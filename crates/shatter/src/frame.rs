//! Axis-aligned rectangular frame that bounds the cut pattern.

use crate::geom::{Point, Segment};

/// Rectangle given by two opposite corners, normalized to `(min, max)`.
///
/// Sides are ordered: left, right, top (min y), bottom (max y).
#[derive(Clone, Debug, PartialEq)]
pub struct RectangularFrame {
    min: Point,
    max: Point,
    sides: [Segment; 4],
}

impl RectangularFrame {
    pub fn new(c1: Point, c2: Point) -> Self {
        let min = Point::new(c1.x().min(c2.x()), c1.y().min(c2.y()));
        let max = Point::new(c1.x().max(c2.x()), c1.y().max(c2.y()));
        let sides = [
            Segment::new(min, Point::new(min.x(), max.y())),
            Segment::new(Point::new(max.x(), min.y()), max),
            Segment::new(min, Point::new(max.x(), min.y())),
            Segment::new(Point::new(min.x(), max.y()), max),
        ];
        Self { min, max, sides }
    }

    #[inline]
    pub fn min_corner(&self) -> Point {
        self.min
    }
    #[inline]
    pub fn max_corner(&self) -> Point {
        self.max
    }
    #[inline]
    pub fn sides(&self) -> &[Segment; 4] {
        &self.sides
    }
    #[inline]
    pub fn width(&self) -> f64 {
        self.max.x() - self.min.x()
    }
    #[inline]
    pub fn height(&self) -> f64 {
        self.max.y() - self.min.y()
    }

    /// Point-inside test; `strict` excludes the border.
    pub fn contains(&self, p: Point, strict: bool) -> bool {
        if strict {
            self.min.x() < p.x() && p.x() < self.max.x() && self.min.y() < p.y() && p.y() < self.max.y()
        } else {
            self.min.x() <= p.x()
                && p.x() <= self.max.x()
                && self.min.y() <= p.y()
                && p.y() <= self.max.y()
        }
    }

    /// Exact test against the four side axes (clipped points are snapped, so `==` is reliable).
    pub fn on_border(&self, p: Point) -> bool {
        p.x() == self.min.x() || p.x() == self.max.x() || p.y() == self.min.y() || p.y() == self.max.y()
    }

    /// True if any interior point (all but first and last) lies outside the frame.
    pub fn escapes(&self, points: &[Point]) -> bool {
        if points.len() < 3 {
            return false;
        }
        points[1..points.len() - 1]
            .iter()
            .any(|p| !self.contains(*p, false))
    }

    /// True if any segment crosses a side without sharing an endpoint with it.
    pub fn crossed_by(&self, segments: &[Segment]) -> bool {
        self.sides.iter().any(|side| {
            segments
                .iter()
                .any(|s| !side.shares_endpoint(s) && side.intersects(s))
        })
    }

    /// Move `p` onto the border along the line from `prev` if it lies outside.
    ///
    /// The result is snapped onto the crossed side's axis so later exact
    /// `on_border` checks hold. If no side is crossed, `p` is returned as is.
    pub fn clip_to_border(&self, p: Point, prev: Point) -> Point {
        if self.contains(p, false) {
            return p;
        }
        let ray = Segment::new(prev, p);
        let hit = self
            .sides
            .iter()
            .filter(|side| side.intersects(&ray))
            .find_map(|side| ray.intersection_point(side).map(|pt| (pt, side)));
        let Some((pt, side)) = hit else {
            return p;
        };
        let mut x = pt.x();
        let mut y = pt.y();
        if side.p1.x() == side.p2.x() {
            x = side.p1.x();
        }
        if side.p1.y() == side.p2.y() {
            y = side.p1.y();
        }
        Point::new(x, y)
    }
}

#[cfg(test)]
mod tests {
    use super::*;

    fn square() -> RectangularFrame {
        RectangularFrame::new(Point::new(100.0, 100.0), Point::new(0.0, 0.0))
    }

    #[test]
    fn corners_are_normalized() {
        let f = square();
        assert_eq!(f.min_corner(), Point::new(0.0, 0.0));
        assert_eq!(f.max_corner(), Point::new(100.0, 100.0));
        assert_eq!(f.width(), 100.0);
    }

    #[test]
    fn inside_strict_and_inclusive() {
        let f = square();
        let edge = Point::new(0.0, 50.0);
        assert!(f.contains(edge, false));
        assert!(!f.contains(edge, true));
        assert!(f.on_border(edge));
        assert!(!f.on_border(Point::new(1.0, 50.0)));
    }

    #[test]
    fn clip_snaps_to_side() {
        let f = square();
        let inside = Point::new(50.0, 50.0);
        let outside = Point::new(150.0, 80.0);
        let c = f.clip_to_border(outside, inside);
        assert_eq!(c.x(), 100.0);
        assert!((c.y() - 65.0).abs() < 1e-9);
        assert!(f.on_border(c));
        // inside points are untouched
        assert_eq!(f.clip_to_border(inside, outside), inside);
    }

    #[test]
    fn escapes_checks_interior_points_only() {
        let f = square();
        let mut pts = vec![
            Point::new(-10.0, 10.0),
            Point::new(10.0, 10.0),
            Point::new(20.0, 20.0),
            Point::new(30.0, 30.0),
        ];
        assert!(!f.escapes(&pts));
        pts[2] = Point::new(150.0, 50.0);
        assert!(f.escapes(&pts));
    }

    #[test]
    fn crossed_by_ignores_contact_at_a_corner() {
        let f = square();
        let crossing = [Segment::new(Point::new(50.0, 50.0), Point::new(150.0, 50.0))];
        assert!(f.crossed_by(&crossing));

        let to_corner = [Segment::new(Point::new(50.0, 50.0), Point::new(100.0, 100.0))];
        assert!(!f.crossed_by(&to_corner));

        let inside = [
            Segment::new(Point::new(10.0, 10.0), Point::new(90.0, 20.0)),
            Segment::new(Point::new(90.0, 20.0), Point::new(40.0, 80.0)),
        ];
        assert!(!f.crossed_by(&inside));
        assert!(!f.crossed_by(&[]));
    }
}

* * *

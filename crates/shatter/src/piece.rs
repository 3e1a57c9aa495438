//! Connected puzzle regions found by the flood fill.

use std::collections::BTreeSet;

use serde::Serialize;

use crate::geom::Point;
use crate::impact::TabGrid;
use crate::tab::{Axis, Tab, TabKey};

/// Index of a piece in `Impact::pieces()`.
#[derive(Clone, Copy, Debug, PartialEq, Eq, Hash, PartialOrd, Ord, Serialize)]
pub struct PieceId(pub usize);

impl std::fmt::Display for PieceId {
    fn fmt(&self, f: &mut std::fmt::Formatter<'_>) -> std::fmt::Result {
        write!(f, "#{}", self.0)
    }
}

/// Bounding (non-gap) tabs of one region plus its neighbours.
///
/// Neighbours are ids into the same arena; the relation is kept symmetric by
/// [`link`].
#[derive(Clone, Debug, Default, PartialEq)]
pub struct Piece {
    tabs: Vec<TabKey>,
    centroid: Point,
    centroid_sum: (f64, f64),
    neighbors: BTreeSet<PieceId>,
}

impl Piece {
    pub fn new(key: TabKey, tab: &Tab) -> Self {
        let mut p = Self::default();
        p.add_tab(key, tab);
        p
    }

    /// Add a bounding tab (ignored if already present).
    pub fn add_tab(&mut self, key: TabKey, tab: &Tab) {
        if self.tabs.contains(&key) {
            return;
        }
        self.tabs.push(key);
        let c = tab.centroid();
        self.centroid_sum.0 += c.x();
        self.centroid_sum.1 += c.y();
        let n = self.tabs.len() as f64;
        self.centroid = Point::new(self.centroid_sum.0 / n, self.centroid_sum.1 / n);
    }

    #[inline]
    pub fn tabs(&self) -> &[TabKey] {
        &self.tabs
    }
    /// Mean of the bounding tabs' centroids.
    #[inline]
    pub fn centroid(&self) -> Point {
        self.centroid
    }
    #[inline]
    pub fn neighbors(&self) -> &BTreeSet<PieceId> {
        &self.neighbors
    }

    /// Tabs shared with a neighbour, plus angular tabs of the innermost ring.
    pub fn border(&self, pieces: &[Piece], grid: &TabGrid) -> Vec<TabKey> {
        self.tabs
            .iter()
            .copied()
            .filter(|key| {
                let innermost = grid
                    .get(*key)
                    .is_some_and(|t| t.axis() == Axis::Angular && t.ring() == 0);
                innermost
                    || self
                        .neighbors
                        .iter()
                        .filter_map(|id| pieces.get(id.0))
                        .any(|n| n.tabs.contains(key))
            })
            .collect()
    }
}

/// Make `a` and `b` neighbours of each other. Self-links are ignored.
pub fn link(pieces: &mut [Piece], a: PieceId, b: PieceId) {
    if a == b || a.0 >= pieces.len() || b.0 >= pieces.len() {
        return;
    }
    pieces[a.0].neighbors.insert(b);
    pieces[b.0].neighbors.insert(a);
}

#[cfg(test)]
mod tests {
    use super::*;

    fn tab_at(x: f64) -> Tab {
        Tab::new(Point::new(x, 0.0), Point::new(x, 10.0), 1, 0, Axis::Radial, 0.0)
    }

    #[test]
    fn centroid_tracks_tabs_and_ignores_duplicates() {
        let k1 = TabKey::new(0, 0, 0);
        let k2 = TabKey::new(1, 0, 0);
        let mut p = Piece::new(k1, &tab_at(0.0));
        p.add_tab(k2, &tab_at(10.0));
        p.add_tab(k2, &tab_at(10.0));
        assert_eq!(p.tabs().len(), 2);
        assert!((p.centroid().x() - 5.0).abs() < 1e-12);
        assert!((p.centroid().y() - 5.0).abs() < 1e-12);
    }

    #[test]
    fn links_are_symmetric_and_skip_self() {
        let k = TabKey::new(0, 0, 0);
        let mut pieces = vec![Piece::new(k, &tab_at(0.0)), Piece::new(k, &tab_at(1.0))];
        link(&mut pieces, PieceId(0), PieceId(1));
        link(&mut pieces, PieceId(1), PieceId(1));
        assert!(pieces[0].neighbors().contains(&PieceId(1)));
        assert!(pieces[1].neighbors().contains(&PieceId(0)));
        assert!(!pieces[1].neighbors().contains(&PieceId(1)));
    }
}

[Action item] Everything in the material above from the line that has "pub fn escapes(&self, points: &[Point])" through the line that has "ray.intersection_point(side).map(|pt| (pt, side)));" must be duplicated exactly, with no other lines given.

[Written response]
    pub fn escapes(&self, points: &[Point]) -> bool {
        if points.len() < 3 {
            return false;
        }
        points[1..points.len() - 1]
            .iter()
            .any(|p| !self.contains(*p, false))
    }

    /// True if any segment crosses a side without sharing an endpoint with it.
    pub fn crossed_by(&self, segments: &[Segment]) -> bool {
        self.sides.iter().any(|side| {
            segments
                .iter()
                .any(|s| !side.shares_endpoint(s) && side.intersects(s))
        })
    }

    /// Move `p` onto the border along the line from `prev` if it lies outside.
    ///
    /// The result is snapped onto the crossed side's axis so later exact
    /// `on_border` checks hold. If no side is crossed, `p` is returned as is.
    pub fn clip_to_border(&self, p: Point, prev: Point) -> Point {
        if self.contains(p, false) {
            return p;
        }
        let ray = Segment::new(prev, p);
        let hit = self
            .sides
            .iter()
            .filter(|side| side.intersects(&ray))
            .find_map(|side| ray.intersection_point(side).map(|pt| (pt, side)));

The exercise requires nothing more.